A Causa Secreta (Várias Histórias) - de Machado de Assis.
Não é Machado de Assis um escritor para leitores desatentos e apressados, destituídos de suspicácia. Ele pede leitores sagazes, capazes de captar as sutilezas das tramas por ele urdidas e paciência para acompanhar-lhe a descrição contida, discreta, do que vai na alma de seus personagens, os sentimentos que os movem, o que lhes vai, oculto nos escaninhos do espírito, inacessível a eles mesmos. Em A Causa Secreta, o sexto conto enfeixado no volume Várias Histórias, dá o Bruxo do Cosme Velho uma pequena amostra de seu talento, raro. Não é ele, neste conto, e nos cinco que o precederam, um psicólogo a analisar, detidamente, e com profundidade iluminadora, as suas criaturas, dissecando-lhes as taras, os traumas, expondo-as, por inteiro, aos seus leitores. Limita-se a descrevê-los, em rápidas pinceladas, e a narrar-lhes, num estilo todo seu, singular, as aventuras, com saudável dose de comentários irônicos, e sarcásticos, e menções a heróis da literatura e da história, sejam eles monarcas, músicos, dramaturgos, enfim, pessoas cujos nome e obra os livros registram. Não se perde nos inextricáveis labirintos psicológicos de seus personagens, pois ele não os adentra; não lhes envereda pelos domínios dantescos do subconsciente. Descreve, deles, o que está no rosto, na pele, iluminado pelas ações que eles empreendem.
São três os protagonistas deste conto, Fortunato Gomes da Silveira, e Maria Luiza, sua esposa, e Garcia, médico.
Dos três, é Fortunato o personagem que o Bruxo, nele concentrando sua atenção, descreve direta, e, por meio de Garcia, indiretamente. Maria Luiza descreve-a Machado de Assis não em função de si mesma, mas como um recurso do qual ele se apropria para inspirar ao leitor suspeitas acerca do caráter de Fortunato, reforçando, assim, as peculiaridades únicas do tipo que ele representa - descreve-a, para descrevê-lo.
Há, neste conto, e no A Cartomante, e no Uns Braços, um tema recorrente nas obras de Machado de Assis, caro a ele, o do adultério, o do homem seduzido por uma mulher casada. No A Cartomante a relação ilícita se consuma; em Uns Braços, há o amor platônico, num misto de ingenuidade, inocência, e luxúria. E neste A Causa Secreta, indica a narração, Garcia apaixona-se por Maria Luiza, e entre eles há um acordo tácito acerca dos sentimentos de ambos e das suspeitas mútuas: Maria Luiza não corresponde ao amor que Garcia lhe dedica, e lhe não realiza os sonhos idílicos.

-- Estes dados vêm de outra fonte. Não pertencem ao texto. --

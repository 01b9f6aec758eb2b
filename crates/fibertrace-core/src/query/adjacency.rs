//! Splice graph resolver: which port a signal reaches next inside a box.
//!
//! Adjacency is resolved per box the first time a trace visits it and cached
//! on the snapshot, so boxes a probe never reaches cost nothing.

use std::collections::HashMap;
use std::sync::Arc;

use serde::{Deserialize, Serialize};
use tracing::{debug, warn};

use crate::errors::{FiberError, FiberResult};
use crate::models::{BoxId, BoxKind, CableEnd, DioFace, Endpoint};
use crate::store::snapshot::{ConnectionKind, FiberBox, TopologySnapshot};

/// Which side of a port the signal is leaving through.
#[derive(Clone, Copy, Debug, PartialEq, Eq)]
pub enum Traversal {
    /// Cross the splice or patch attached to the port.
    Outward,
    /// Pass through the device behind the port (splitter, DIO slot).
    Inward,
}

#[derive(Clone, Copy, Debug, PartialEq, Eq, Serialize, Deserialize)]
#[serde(tag = "kind", rename_all = "snake_case")]
pub enum LinkKind {
    Fusion,
    Patch,
    /// Fiber continuing through a pole on the same tube/fiber position.
    PassThrough,
    SplitterLeg { leg: u16 },
    DioSlot,
}

/// One edge out of a port.
#[derive(Clone, Debug, PartialEq)]
pub struct Link {
    pub to: Endpoint,
    pub loss_db: f64,
    pub kind: LinkKind,
}

#[derive(Debug)]
struct PortEdge {
    link: Link,
    /// This port or its partner is claimed by more than one record.
    contested: bool,
}

/// Resolved adjacency of a single box.
#[derive(Debug)]
pub struct BoxAdjacency {
    box_id: BoxId,
    kind: BoxKind,
    edges: HashMap<Endpoint, PortEdge>,
    devices: HashMap<Endpoint, Vec<Link>>,
    pole_cables: Vec<(String, CableEnd)>,
}

impl BoxAdjacency {
    fn build(fiber_box: &FiberBox) -> Self {
        let mut edges: HashMap<Endpoint, PortEdge> = HashMap::new();
        let mut claims: HashMap<Endpoint, usize> = HashMap::new();
        for connection in &fiber_box.connections {
            let kind = match connection.kind {
                ConnectionKind::Fusion => LinkKind::Fusion,
                ConnectionKind::Patch => LinkKind::Patch,
            };
            for (from, to) in [(&connection.a, &connection.b), (&connection.b, &connection.a)] {
                *claims.entry(from.clone()).or_default() += 1;
                let edge = PortEdge {
                    link: Link {
                        to: to.clone(),
                        loss_db: connection.loss_db,
                        kind,
                    },
                    contested: false,
                };
                if let Some(previous) = edges.insert(from.clone(), edge) {
                    warn!(
                        box_id = %fiber_box.id,
                        port = %from,
                        replaced = %previous.link.to,
                        "port carries more than one splice or patch"
                    );
                }
            }
        }
        // Every edge touching a double-claimed port is contested, from
        // either side.
        let claimed_twice = |port: &Endpoint| claims.get(port).is_some_and(|&n| n > 1);
        for (from, edge) in edges.iter_mut() {
            if claimed_twice(from) || claimed_twice(&edge.link.to) {
                edge.contested = true;
            }
        }

        let mut devices: HashMap<Endpoint, Vec<Link>> = HashMap::new();
        for splitter in fiber_box.splitters.values() {
            let spec = &splitter.spec;
            let outputs: Vec<Link> = (1..=spec.outputs)
                .map(|leg| Link {
                    to: Endpoint::SplitterOutput {
                        splitter: splitter.id.clone(),
                        leg,
                    },
                    loss_db: spec.leg_loss(leg).unwrap_or_default(),
                    kind: LinkKind::SplitterLeg { leg },
                })
                .collect();
            for index in 1..=spec.inputs {
                devices.insert(
                    Endpoint::SplitterInput {
                        splitter: splitter.id.clone(),
                        index,
                    },
                    outputs.clone(),
                );
            }
            for leg in 1..=spec.outputs {
                let inputs = (1..=spec.inputs)
                    .map(|index| Link {
                        to: Endpoint::SplitterInput {
                            splitter: splitter.id.clone(),
                            index,
                        },
                        loss_db: spec.leg_loss(leg).unwrap_or_default(),
                        kind: LinkKind::SplitterLeg { leg },
                    })
                    .collect();
                devices.insert(
                    Endpoint::SplitterOutput {
                        splitter: splitter.id.clone(),
                        leg,
                    },
                    inputs,
                );
            }
        }
        for dio in fiber_box.dios.values() {
            for slot in 1..=dio.slots {
                for face in [DioFace::Rear, DioFace::Front] {
                    let here = Endpoint::Dio {
                        dio: dio.id.clone(),
                        slot,
                        face,
                    };
                    let there = Endpoint::Dio {
                        dio: dio.id.clone(),
                        slot,
                        face: face.opposite(),
                    };
                    devices.insert(
                        here,
                        vec![Link {
                            to: there,
                            loss_db: 0.0,
                            kind: LinkKind::DioSlot,
                        }],
                    );
                }
            }
        }

        let pole_cables = if fiber_box.kind == BoxKind::Pole {
            fiber_box.cable_ends.clone()
        } else {
            Vec::new()
        };

        Self {
            box_id: fiber_box.id.clone(),
            kind: fiber_box.kind,
            edges,
            devices,
            pole_cables,
        }
    }

    /// Links out of `endpoint` in the given traversal direction. An empty
    /// list means the signal dead-ends here.
    pub fn links(
        &self,
        snapshot: &TopologySnapshot,
        endpoint: &Endpoint,
        traversal: Traversal,
    ) -> FiberResult<Vec<Link>> {
        match traversal {
            Traversal::Outward if self.kind == BoxKind::Pole => {
                self.pole_pass_through(snapshot, endpoint)
            }
            Traversal::Outward => self.outward(endpoint),
            Traversal::Inward => Ok(self.devices.get(endpoint).cloned().unwrap_or_default()),
        }
    }

    fn outward(&self, endpoint: &Endpoint) -> FiberResult<Vec<Link>> {
        let Some(edge) = self.edges.get(endpoint) else {
            return Ok(Vec::new());
        };
        let reciprocal = self
            .edges
            .get(&edge.link.to)
            .is_some_and(|back| &back.link.to == endpoint);
        if edge.contested {
            return Err(FiberError::ConnectivityMismatch {
                box_id: self.box_id.clone(),
                port: endpoint.to_string(),
                detail: format!("{} carries more than one splice or patch", edge.link.to),
            });
        }
        if !reciprocal {
            return Err(FiberError::ConnectivityMismatch {
                box_id: self.box_id.clone(),
                port: endpoint.to_string(),
                detail: format!("{} does not point back", edge.link.to),
            });
        }
        Ok(vec![edge.link.clone()])
    }

    fn pole_pass_through(
        &self,
        snapshot: &TopologySnapshot,
        endpoint: &Endpoint,
    ) -> FiberResult<Vec<Link>> {
        let Endpoint::Fiber { fiber, end } = endpoint else {
            return Ok(Vec::new());
        };
        let others: Vec<&(String, CableEnd)> = self
            .pole_cables
            .iter()
            .filter(|(cable, e)| !(cable == &fiber.cable && e == end))
            .collect();
        let [(cable_id, other_end)] = others.as_slice() else {
            return Ok(Vec::new());
        };
        let continued = fiber.on_cable(cable_id);
        if !snapshot.require_cable(cable_id)?.has_fiber(&continued) {
            return Ok(Vec::new());
        }
        Ok(vec![Link {
            to: Endpoint::fiber(continued, *other_end),
            loss_db: 0.0,
            kind: LinkKind::PassThrough,
        }])
    }
}

/// Adjacency for a box, resolved on first use and cached on the snapshot.
pub fn box_adjacency(snapshot: &TopologySnapshot, box_id: &str) -> FiberResult<Arc<BoxAdjacency>> {
    if let Some(cached) = snapshot.adjacency_cache.read().get(box_id) {
        return Ok(Arc::clone(cached));
    }
    let fiber_box = snapshot.require_box(box_id)?;
    let built = Arc::new(BoxAdjacency::build(fiber_box));
    debug!(
        box_id,
        edges = built.edges.len(),
        device_ports = built.devices.len(),
        "resolved box adjacency"
    );
    let mut cache = snapshot.adjacency_cache.write();
    Ok(Arc::clone(
        cache.entry(box_id.to_string()).or_insert(built),
    ))
}

/// `adjacency(boxId, port, direction)`: the ports reachable from `endpoint`.
/// OLT ports resolve to an empty list.
pub fn resolve(
    snapshot: &TopologySnapshot,
    box_id: &str,
    endpoint: &Endpoint,
    traversal: Traversal,
) -> FiberResult<Vec<Link>> {
    if endpoint.is_equipment() && traversal == Traversal::Inward {
        return Ok(Vec::new());
    }
    box_adjacency(snapshot, box_id)?.links(snapshot, endpoint, traversal)
}
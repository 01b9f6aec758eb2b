//! Polyline length and interpolation along cable geometry.

use crate::models::Coordinate;

/// Mean Earth radius in meters (IUGG).
pub const EARTH_RADIUS_M: f64 = 6_371_008.8;

/// Great-circle distance between two coordinates.
pub fn haversine_m(a: Coordinate, b: Coordinate) -> f64 {
    let (lat1, lat2) = (a.lat.to_radians(), b.lat.to_radians());
    let dlat = lat2 - lat1;
    let dlng = (b.lng - a.lng).to_radians();
    let h = (dlat / 2.0).sin().powi(2) + lat1.cos() * lat2.cos() * (dlng / 2.0).sin().powi(2);
    2.0 * EARTH_RADIUS_M * h.sqrt().min(1.0).asin()
}

/// Sum of segment lengths.
pub fn polyline_length_m(points: &[Coordinate]) -> f64 {
    points.windows(2).map(|w| haversine_m(w[0], w[1])).sum()
}

/// Point `offset_m` meters along the polyline from its first vertex,
/// walking cumulative segment length. Offsets past either end clamp to the
/// end vertex. `None` for an empty polyline.
pub fn interpolate(points: &[Coordinate], offset_m: f64) -> Option<Coordinate> {
    let first = *points.first()?;
    if points.len() == 1 || offset_m <= 0.0 {
        return Some(first);
    }
    let mut walked = 0.0;
    for w in points.windows(2) {
        let segment = haversine_m(w[0], w[1]);
        if segment > 0.0 && walked + segment >= offset_m {
            let t = (offset_m - walked) / segment;
            return Some(Coordinate::new(
                w[0].lat + (w[1].lat - w[0].lat) * t,
                w[0].lng + (w[1].lng - w[0].lng) * t,
            ));
        }
        walked += segment;
    }
    points.last().copied()
}

#[cfg(test)]
mod tests {
    use super::*;

    fn meters_of_latitude(m: f64) -> f64 {
        (m / EARTH_RADIUS_M).to_degrees()
    }

    #[test]
    fn test_haversine_along_meridian() {
        let a = Coordinate::new(0.0, 0.0);
        let b = Coordinate::new(meters_of_latitude(1000.0), 0.0);
        assert!((haversine_m(a, b) - 1000.0).abs() < 1e-6);
    }

    #[test]
    fn test_interpolate_uses_cumulative_length_not_chord() {
        // L-shaped cable: 300 m north, then 400 m east (at the equator).
        let north = meters_of_latitude(300.0);
        let east = meters_of_latitude(400.0);
        let points = vec![
            Coordinate::new(0.0, 0.0),
            Coordinate::new(north, 0.0),
            Coordinate::new(north, east),
        ];
        let total = polyline_length_m(&points);
        assert!((total - 700.0).abs() < 0.01);

        let corner = interpolate(&points, 300.0).unwrap();
        assert!((corner.lat - north).abs() < 1e-9);
        assert!(corner.lng.abs() < 1e-9);

        let past_corner = interpolate(&points, 500.0).unwrap();
        assert!((past_corner.lat - north).abs() < 1e-9);
        assert!((haversine_m(points[1], past_corner) - 200.0).abs() < 0.01);
    }

    #[test]
    fn test_interpolate_clamps_and_handles_degenerate_input() {
        let points = vec![Coordinate::new(1.0, 1.0), Coordinate::new(1.001, 1.0)];
        assert_eq!(interpolate(&points, -5.0), Some(points[0]));
        assert_eq!(interpolate(&points, 1e9), Some(points[1]));
        assert_eq!(interpolate(&[], 10.0), None);
        let stacked = vec![Coordinate::new(2.0, 2.0), Coordinate::new(2.0, 2.0)];
        assert_eq!(interpolate(&stacked, 3.0), Some(stacked[1]));
    }
}
pub mod auto_splice;
pub mod colors;
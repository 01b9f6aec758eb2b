//! Topology fixtures shared by unit tests.

use serde_json::{json, Value};

use crate::config::EngineConfig;
use crate::store::document::TopologyDocument;
use crate::store::geometry::EARTH_RADIUS_M;
use crate::store::snapshot::TopologySnapshot;

/// Latitude (degrees) reached after walking `meters` north from the equator.
pub fn lat_at(meters: f64) -> f64 {
    (meters / EARTH_RADIUS_M).to_degrees()
}

pub fn build(doc: Value) -> TopologySnapshot {
    build_with(doc, EngineConfig::default())
}

pub fn build_with(doc: Value, config: EngineConfig) -> TopologySnapshot {
    let document: TopologyDocument = serde_json::from_value(doc).unwrap();
    TopologySnapshot::build_with_config(&document, config).unwrap()
}

/// Two 500 m cables joined by one 0.1 dB fusion at a CTO. Both outer ends
/// are open. Geometry runs north along the prime meridian.
pub fn two_cable_cto() -> Value {
    json!({
        "project_id": "scenario",
        "boxes": [{"id": "cto-1", "kind": "cto", "location": [lat_at(500.0), 0.0]}],
        "cables": [
            {
                "id": "c1", "to_box": "cto-1",
                "path": [[0.0, 0.0], [lat_at(500.0), 0.0]],
                "length_m": 500, "attenuation_db_per_km": 0.35,
                "tubes": [{"fibers": 12}]
            },
            {
                "id": "c2", "from_box": "cto-1",
                "path": [[lat_at(500.0), 0.0], [lat_at(1000.0), 0.0]],
                "length_m": 500, "attenuation_db_per_km": 0.35,
                "tubes": [{"fibers": 12}]
            }
        ],
        "splices": [{
            "box": "cto-1",
            "a": {"type": "fiber", "cable": "c1", "tube": 1, "fiber": 1},
            "b": {"type": "fiber", "cable": "c2", "tube": 1, "fiber": 1},
            "loss_db": 0.1
        }]
    })
}

/// Feeder into a 1x8 balanced splitter whose legs each feed a drop cable
/// ending at an ONT. Drop `k` is `50 * k` meters long.
pub fn splitter_fanout() -> Value {
    let mut boxes = vec![json!({
        "id": "cto-1", "kind": "cto",
        "splitters": [{"id": "s1", "catalog": "plc-1x8"}]
    })];
    let mut cables = vec![json!({
        "id": "feeder", "to_box": "cto-1", "length_m": 1000,
        "tubes": [{"fibers": 12}]
    })];
    let mut splices = vec![json!({
        "box": "cto-1",
        "a": {"type": "fiber", "cable": "feeder", "tube": 1, "fiber": 1},
        "b": {"type": "splitter_input", "splitter": "s1"}
    })];
    for k in 1..=8 {
        boxes.push(json!({"id": format!("ont-{k}"), "kind": "ont"}));
        cables.push(json!({
            "id": format!("drop-{k}"), "from_box": "cto-1", "to_box": format!("ont-{k}"),
            "length_m": 50 * k, "tubes": [{"fibers": 1}]
        }));
        splices.push(json!({
            "box": "cto-1",
            "a": {"type": "splitter_output", "splitter": "s1", "leg": k},
            "b": {"type": "fiber", "cable": format!("drop-{k}"), "tube": 1, "fiber": 1}
        }));
    }
    json!({
        "project_id": "fanout",
        "catalog": {
            "fusions": {"std": 0.1},
            "splitters": {"plc-1x8": {"outputs": 8, "loss": "10,5 dB"}}
        },
        "boxes": boxes,
        "cables": cables,
        "splices": splices
    })
}

/// Two cables between boxes X and Y spliced into a closed ring.
pub fn splice_loop() -> Value {
    json!({
        "project_id": "loop",
        "boxes": [{"id": "x", "kind": "ceo"}, {"id": "y", "kind": "ceo"}],
        "cables": [
            {"id": "a", "from_box": "x", "to_box": "y", "length_m": 100, "tubes": [{"fibers": 2}]},
            {"id": "b", "from_box": "y", "to_box": "x", "length_m": 100, "tubes": [{"fibers": 2}]}
        ],
        "splices": [
            {"box": "y",
             "a": {"type": "fiber", "cable": "a", "tube": 1, "fiber": 1},
             "b": {"type": "fiber", "cable": "b", "tube": 1, "fiber": 1}},
            {"box": "x",
             "a": {"type": "fiber", "cable": "b", "tube": 1, "fiber": 1},
             "b": {"type": "fiber", "cable": "a", "tube": 1, "fiber": 1}}
        ]
    })
}

/// 1 km of 0.35 dB/km cable in three spans joined by two 0.1 dB fusions.
pub fn loss_chain() -> Value {
    json!({
        "project_id": "chain",
        "catalog": {"fusions": {"std": "0,1"}, "cables": {"as-12": "0.35 dB/km"}},
        "boxes": [{"id": "ceo-1", "kind": "ceo"}, {"id": "ceo-2", "kind": "ceo"}],
        "cables": [
            {"id": "l1", "to_box": "ceo-1", "length_m": 300, "catalog": "as-12", "tubes": [{"fibers": 12}]},
            {"id": "l2", "from_box": "ceo-1", "to_box": "ceo-2", "length_m": 300, "catalog": "as-12", "tubes": [{"fibers": 12}]},
            {"id": "l3", "from_box": "ceo-2", "length_m": 400, "catalog": "as-12", "tubes": [{"fibers": 12}]}
        ],
        "splices": [
            {"box": "ceo-1", "catalog": "std",
             "a": {"type": "fiber", "cable": "l1", "tube": 1, "fiber": 1},
             "b": {"type": "fiber", "cable": "l2", "tube": 1, "fiber": 1}},
            {"box": "ceo-2", "catalog": "std",
             "a": {"type": "fiber", "cable": "l2", "tube": 1, "fiber": 1},
             "b": {"type": "fiber", "cable": "l3", "tube": 1, "fiber": 1}}
        ]
    })
}

/// OLT -> patch -> DIO -> 2 km feeder -> unbalanced 1x2 FBT splitter at a
/// CTO -> two drops ending at ONTs.
pub fn pop_to_onts() -> Value {
    json!({
        "project_id": "pon",
        "catalog": {
            "connectors": {"sc-apc": "0.3"},
            "splitters": {"fbt-5-95": {"outputs": 2, "loss": {"port1": "15,4", "port2": 0.6}}}
        },
        "boxes": [
            {"id": "pop-1", "kind": "pop",
             "dios": [{"id": "d1", "slots": 12}],
             "olts": [{"id": "o1", "pons": 16}]},
            {"id": "cto-1", "kind": "cto", "splitters": [{"id": "s1", "catalog": "fbt-5-95"}]},
            {"id": "ont-1", "kind": "ont"},
            {"id": "ont-2", "kind": "ont"}
        ],
        "cables": [
            {"id": "feeder", "from_box": "pop-1", "to_box": "cto-1", "length_m": 2000, "tubes": [{"fibers": 12}]},
            {"id": "drop-1", "from_box": "cto-1", "to_box": "ont-1", "length_m": 100, "tubes": [{"fibers": 1}]},
            {"id": "drop-2", "from_box": "cto-1", "to_box": "ont-2", "length_m": 150, "tubes": [{"fibers": 1}]}
        ],
        "patches": [
            {"box": "pop-1", "catalog": "sc-apc",
             "a": {"type": "olt", "olt": "o1", "pon": 1},
             "b": {"type": "dio", "dio": "d1", "slot": 1, "face": "front"}}
        ],
        "splices": [
            {"box": "pop-1",
             "a": {"type": "dio", "dio": "d1", "slot": 1, "face": "rear"},
             "b": {"type": "fiber", "cable": "feeder", "tube": 1, "fiber": 1}},
            {"box": "cto-1",
             "a": {"type": "fiber", "cable": "feeder", "tube": 1, "fiber": 1},
             "b": {"type": "splitter_input", "splitter": "s1"}},
            {"box": "cto-1",
             "a": {"type": "splitter_output", "splitter": "s1", "leg": 1},
             "b": {"type": "fiber", "cable": "drop-1", "tube": 1, "fiber": 1}},
            {"box": "cto-1",
             "a": {"type": "splitter_output", "splitter": "s1", "leg": 2},
             "b": {"type": "fiber", "cable": "drop-2", "tube": 1, "fiber": 1}}
        ]
    })
}
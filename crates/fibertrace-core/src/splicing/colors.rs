//! Fiber and tube color codes (ABNT NBR 14160 and EIA/TIA-598).

use std::fmt;
use std::str::FromStr;

use serde::{Deserialize, Serialize};

use crate::errors::FiberError;

#[derive(Clone, Copy, Debug, PartialEq, Eq, Hash, Serialize, Deserialize)]
#[serde(rename_all = "lowercase")]
pub enum FiberColor {
    Green,
    Yellow,
    White,
    Blue,
    Red,
    Violet,
    Brown,
    Rose,
    Black,
    Slate,
    Orange,
    Aqua,
}

#[derive(Clone, Copy, Debug, PartialEq, Eq, Hash, Serialize, Deserialize)]
#[serde(rename_all = "snake_case")]
pub enum ColorStandard {
    /// Brazilian ordering, green first.
    Abnt,
    /// North American ordering, blue first.
    Eia598,
}

const ABNT_SEQUENCE: [FiberColor; 12] = [
    FiberColor::Green,
    FiberColor::Yellow,
    FiberColor::White,
    FiberColor::Blue,
    FiberColor::Red,
    FiberColor::Violet,
    FiberColor::Brown,
    FiberColor::Rose,
    FiberColor::Black,
    FiberColor::Slate,
    FiberColor::Orange,
    FiberColor::Aqua,
];

const EIA598_SEQUENCE: [FiberColor; 12] = [
    FiberColor::Blue,
    FiberColor::Orange,
    FiberColor::Green,
    FiberColor::Brown,
    FiberColor::Slate,
    FiberColor::White,
    FiberColor::Red,
    FiberColor::Black,
    FiberColor::Yellow,
    FiberColor::Violet,
    FiberColor::Rose,
    FiberColor::Aqua,
];

impl ColorStandard {
    pub fn sequence(&self) -> &'static [FiberColor; 12] {
        match self {
            ColorStandard::Abnt => &ABNT_SEQUENCE,
            ColorStandard::Eia598 => &EIA598_SEQUENCE,
        }
    }

    /// Zero-based position of a color in this standard.
    pub fn rank(&self, color: FiberColor) -> usize {
        self.sequence()
            .iter()
            .position(|c| *c == color)
            .unwrap_or(usize::MAX)
    }

    /// Color printed on the fiber at a 1-based position. Positions past 12
    /// repeat the sequence (ring-marked fibers).
    pub fn color_for_position(&self, position: u16) -> FiberColor {
        let idx = (position.max(1) as usize - 1) % 12;
        self.sequence()[idx]
    }

    /// Sort rank of a fiber or tube at a 1-based position with an optional
    /// recorded color. Each repetition of the 12-color cycle ranks after the
    /// previous one.
    pub fn position_rank(&self, position: u16, color: Option<FiberColor>) -> usize {
        let cycle = (position.max(1) as usize - 1) / 12;
        match color {
            Some(color) => cycle * 12 + self.rank(color).min(11),
            None => position.max(1) as usize - 1,
        }
    }
}

impl FromStr for FiberColor {
    type Err = FiberError;

    fn from_str(value: &str) -> Result<Self, Self::Err> {
        let normalized = value.trim().to_lowercase().replace(['-', '_'], " ");
        let color = match normalized.as_str() {
            "green" | "verde" => FiberColor::Green,
            "yellow" | "amarelo" | "amarela" => FiberColor::Yellow,
            "white" | "branco" | "branca" => FiberColor::White,
            "blue" | "azul" => FiberColor::Blue,
            "red" | "vermelho" | "vermelha" => FiberColor::Red,
            "violet" | "violeta" | "roxo" => FiberColor::Violet,
            "brown" | "marrom" => FiberColor::Brown,
            "rose" | "pink" | "rosa" => FiberColor::Rose,
            "black" | "preto" | "preta" => FiberColor::Black,
            "slate" | "gray" | "grey" | "cinza" => FiberColor::Slate,
            "orange" | "laranja" => FiberColor::Orange,
            "aqua" | "água marinha" | "agua marinha" | "aqua marine" | "turquoise" => {
                FiberColor::Aqua
            }
            _ => {
                return Err(FiberError::InvalidTopology(format!(
                    "unknown fiber color: {value:?}"
                )))
            }
        };
        Ok(color)
    }
}

impl fmt::Display for FiberColor {
    fn fmt(&self, f: &mut fmt::Formatter<'_>) -> fmt::Result {
        let name = match self {
            FiberColor::Green => "green",
            FiberColor::Yellow => "yellow",
            FiberColor::White => "white",
            FiberColor::Blue => "blue",
            FiberColor::Red => "red",
            FiberColor::Violet => "violet",
            FiberColor::Brown => "brown",
            FiberColor::Rose => "rose",
            FiberColor::Black => "black",
            FiberColor::Slate => "slate",
            FiberColor::Orange => "orange",
            FiberColor::Aqua => "aqua",
        };
        f.write_str(name)
    }
}
//! Error types for the fiber tracing engine.
//!
//! Valid terminal states of a trace (open ends, unspliced fibers, equipment,
//! depth guard) are result variants, never errors. This enum only carries
//! data-integrity problems and malformed input.

#[cfg(feature = "python")]
use pyo3::exceptions::{PyIOError, PyKeyError, PyRuntimeError, PyValueError};
#[cfg(feature = "python")]
use pyo3::PyErr;

/// Top-level error enum for the fibertrace core library.
#[derive(Debug, thiserror::Error)]
pub enum FiberError {
    #[error("Cable not found: {0}")]
    CableNotFound(String),

    #[error("Box not found: {0}")]
    BoxNotFound(String),

    #[error("Port not found in box {box_id}: {port}")]
    PortNotFound { box_id: String, port: String },

    #[error("Fiber not found: {0}")]
    FiberNotFound(String),

    #[error("Connectivity mismatch in box {box_id} at {port}: {detail}")]
    ConnectivityMismatch {
        box_id: String,
        port: String,
        detail: String,
    },

    #[error("Cable {cable_id} does not terminate at box {box_id}")]
    CableNotAtBox { cable_id: String, box_id: String },

    #[error("Invalid catalog value: {0}")]
    InvalidCatalog(String),

    #[error("Invalid topology: {0}")]
    InvalidTopology(String),

    #[error("Invalid probe: {0}")]
    InvalidProbe(String),

    #[error("IO error: {0}")]
    Io(#[from] std::io::Error),

    #[error("JSON error: {0}")]
    Json(#[from] serde_json::Error),
}

impl FiberError {
    /// True for errors caused by inconsistent splicing data rather than bad
    /// caller input. The UI surfaces these as "check splicing configuration".
    pub fn is_data_integrity(&self) -> bool {
        matches!(
            self,
            FiberError::CableNotFound(_)
                | FiberError::FiberNotFound(_)
                | FiberError::ConnectivityMismatch { .. }
        )
    }
}

#[cfg(feature = "python")]
impl From<FiberError> for PyErr {
    fn from(err: FiberError) -> PyErr {
        match &err {
            FiberError::CableNotFound(_)
            | FiberError::BoxNotFound(_)
            | FiberError::PortNotFound { .. }
            | FiberError::FiberNotFound(_) => PyKeyError::new_err(err.to_string()),
            FiberError::ConnectivityMismatch { .. } => PyRuntimeError::new_err(err.to_string()),
            FiberError::CableNotAtBox { .. }
            | FiberError::InvalidCatalog(_)
            | FiberError::InvalidTopology(_)
            | FiberError::InvalidProbe(_)
            | FiberError::Json(_) => PyValueError::new_err(err.to_string()),
            FiberError::Io(_) => PyIOError::new_err(err.to_string()),
        }
    }
}

pub type FiberResult<T> = Result<T, FiberError>;

#[cfg(test)]
mod tests {
    use super::*;

    #[test]
    fn test_data_integrity_classification() {
        assert!(FiberError::CableNotFound("c9".into()).is_data_integrity());
        assert!(FiberError::ConnectivityMismatch {
            box_id: "cto-1".into(),
            port: "fiber c1:1:1@to".into(),
            detail: "peer does not point back".into(),
        }
        .is_data_integrity());
        assert!(!FiberError::InvalidProbe("negative distance".into()).is_data_integrity());
    }

    #[test]
    fn test_display_messages() {
        let err = FiberError::CableNotAtBox {
            cable_id: "c1".into(),
            box_id: "cto-2".into(),
        };
        assert_eq!(err.to_string(), "Cable c1 does not terminate at box cto-2");
    }
}
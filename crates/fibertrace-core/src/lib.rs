//! Fibertrace core library: fiber connectivity and path tracing for FTTH
//! outside-plant networks.
//!
//! A [`TopologySnapshot`](store::snapshot::TopologySnapshot) is built from the
//! persisted project document; the query layer walks it to answer OTDR
//! distance-to-event, VFL illumination and loss budget questions, and the
//! splicing layer proposes bulk pass-through fusions. With the `python`
//! feature the crate also builds as the `_fibertrace_core` extension module.

pub mod config;
pub mod errors;
pub mod models;
pub mod query;
pub mod splicing;
pub mod store;

#[cfg(feature = "python")]
pub mod python;

#[cfg(test)]
mod testing;

pub use config::EngineConfig;
pub use errors::{FiberError, FiberResult};
pub use query::tracer::StartPoint;
pub use store::snapshot::TopologySnapshot;

#[cfg(feature = "python")]
use pyo3::prelude::*;

// ---------------------------------------------------------------------------
// Top-level Python module: _fibertrace_core
// ---------------------------------------------------------------------------

#[cfg(feature = "python")]
#[pymodule]
fn _fibertrace_core(m: &Bound<'_, PyModule>) -> PyResult<()> {
    python::register(m)
}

Em se tratando de um conto do criador de Capitu, tem o leitor de redobrar a cautela, e não se precipitar em conclusões apressadas.
Estreitando os laços de amizade e confiança, Garcia e Fortunato associam-se num empreendimento, uma Casa de Saúde, de cuja administração assume Fortunato a responsabilidade, desincumbindo-se de suas atividades com dedicação, desenvoltura e eficiência incomuns. E estuda Fortunato anatomia e fisiologia. E envenena gatos e ratos. E para horror de sua esposa e de Garcia, numa exibição de indiferença, sadismo, mutila, com uma tesoura, no gabinete de sua casa, um rato, levando-o ao fogo, provocando-lhe morte lenta e dolorosa.
Na cena derradeira, Fortunato exibe sua personalidade desprovida de nobreza, e traços de indiferença, insensibilidade, personalidade destituída de sentimentos, diremos, humanos. Revela-se um tipo frio, calculista, desumano, de quem tem em todo os seres vivos unicamente objetos inanimados que servem às suas veleidades científicas. Traços de personalidade que dele traduzem a desumanidade, fazendo-o dócil aos horrores que o ser humano já testemunhou, indiferente às dores e aos sentimentos alheios. É Fortunato uma criatura que apoiaria, para atender à sua curiosidade científica, assim direi, os mais horrendos experimentos promovidos pelos famosos doutor Frankenstein e doutor Moreau, e pelo célebre doutor Mengele. É Fortunato um emblema da crueldade humana. Pessoas de seu tipo favorecem o avanço de políticas desumanas, de extermínio, afinal, para elas todas as coisas são meros objetos de estudos.